Look how different that is now. But I got called a racist when I was, you know, in my 20s by mistakes that I made. They were never intentional to harm anybody, but I recognise from that a level of unconscious bias within me that probably came from a combination of my upbringing, things I was exposed to and things that I saw in the media. And I made a choice to right that wrong.
I wanted to be part of the solution rather than part of the – part of the problem. And that has taken a lot of hard work, because I couldn’t understand ‘why am I being called a racist?’ of course clearly by what I did it looked that way.
But I knew that I wasn’t a racist. But I made an active choice to ensure that the British press and the public knew that I wasn’t because that was a horrible place to be, a horrible thing to be called. But there was a level of unconscious bias that existed within me that needed to be confronted.
Bradby: Do you still think there is any realistic chance of a reconciliation that you have so clearly articulated that you want?
Harry: 100%. I genuinely believe that, and I hope that when it gets to that stage, when there can be a constructive conversation, that again I have tried, I have spent a lot of money through legal trying to find some form of reconciliation, and it almost feels as though this status quo internally they feel as though it’s better to keep us somehow as the villains as opposed to, I genuinely believe, and I hope, that reconciliation between my family and us will have a ripple effect across the entire world. Maybe that’s lofty, maybe that’s naïve, whatever. But I genuinely feel that.
And knowing the monarchy as I know it from something that I was brought up in, for me it’s always been about uniting people. And it breaks my heart that the British tabloid press have so successfully – hang on – have so successfully managed to create this divide and this conflict at the same time as a culture war in the UK. So you talk about peace. Peace can happen when there’s truth. And between my family and myself it is up to us to reconcile, but the only way that can happen is by keeping that – the antagonist out of it.
Bradby: Just finally on the question – this is a sort of Shakespearean tale, it is…
Harry: You’ve probably read more Shakespeare than I have.
Bradby: Well, possibly but you know, it’s a very well-written book…
Harry: Not as much as my dad, but…
Bradby: OK, OK, OK, OK.
Harry: You’re probably – you’re up there.
Bradby: Yeah, yeah. It is, and I guess listening to you now, the danger is that maybe wh… you know, one might say ‘Look you haven’t so much burnt your bridges, you’ve taken a flame-thrower to them by being this honest in the book’ they might say to you ‘Look you’ve just destroyed any chance of a reconciliation’.
Harry: Well they’ve shown absolutely no willingness to reconcile up until this point.

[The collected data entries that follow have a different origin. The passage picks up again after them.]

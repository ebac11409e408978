//! Per-delivery tagging and outcome logging.

use super::HandlerFuture;
use courier_core::handler::HandlerError;
use courier_core::message::Message;
use std::task::{Context, Poll};
use tower::{Layer, Service};
use uuid::Uuid;

/// Layer that tags each handler invocation with a fresh `message_uuid` and
/// logs its start and outcome.
#[derive(Clone, Copy, Debug, Default)]
pub struct DeliveryTagLayer;

impl<S> Layer<S> for DeliveryTagLayer {
    type Service = DeliveryTag<S>;

    fn layer(&self, inner: S) -> Self::Service {
        DeliveryTag { inner }
    }
}

/// Middleware service for delivery tagging.
#[derive(Clone, Debug)]
pub struct DeliveryTag<S> {
    inner: S,
}

impl<S> Service<Message> for DeliveryTag<S>
where
    S: Service<Message, Response = Vec<Message>, Error = HandlerError> + Send + 'static,
    S::Future: Send + 'static,
{
    type Response = Vec<Message>;
    type Error = HandlerError;
    type Future = HandlerFuture;

    fn poll_ready(&mut self, cx: &mut Context<'_>) -> Poll<Result<(), Self::Error>> {
        self.inner.poll_ready(cx)
    }

    fn call(&mut self, message: Message) -> Self::Future {
        let message_uuid = Uuid::new_v4();
        let message_id = message.id();
        let payload_len = message.payload().len();
        let fut = self.inner.call(message);

        Box::pin(async move {
            tracing::info!(%message_uuid, %message_id, payload_len, "Handling a message");

            let result = fut.await;
            match &result {
                Ok(produced) => {
                    tracing::info!(%message_uuid, produced = produced.len(), "Message handled");
                },
                Err(err) => {
                    tracing::error!(%message_uuid, error = %err, "Message handling error");
                },
            }
            result
        })
    }
}

#[cfg(test)]
mod tests {
    #![allow(clippy::unwrap_used)]

    use super::*;
    use tower::{ServiceExt, service_fn};

    #[tokio::test]
    async fn passes_results_through_unchanged() {
        let ok = DeliveryTagLayer
            .layer(service_fn(|m: Message| async move { Ok::<_, HandlerError>(vec![m]) }))
            .oneshot(Message::new(b"a".to_vec()))
            .await
            .unwrap();
        assert_eq!(ok.len(), 1);

        let err = DeliveryTagLayer
            .layer(service_fn(|_: Message| async {
                Err::<Vec<Message>, _>(HandlerError::transient("down"))
            }))
            .oneshot(Message::new(b"a".to_vec()))
            .await
            .unwrap_err();
        assert_eq!(err, HandlerError::transient("down"));
    }
}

And I’m not sure how honesty is burning bridges. You know, silence only allows the abuser to abuse. Right? So I don’t know how staying silent is ever gonna make things better. That’s genuinely what I believe.
Harry reading excerpt: How lost we are, I thought, how far we’ve strayed. How much damage has been done to our love, our bond, and why? All because a dreadful mob of dweebs and crones and cut-rate criminals and clinically diagnosable sadists along Fleet Street feel the need to get their jollies and plump their profits and work out their personal issues by tormenting one very large, very ancient, very dysfunctional family.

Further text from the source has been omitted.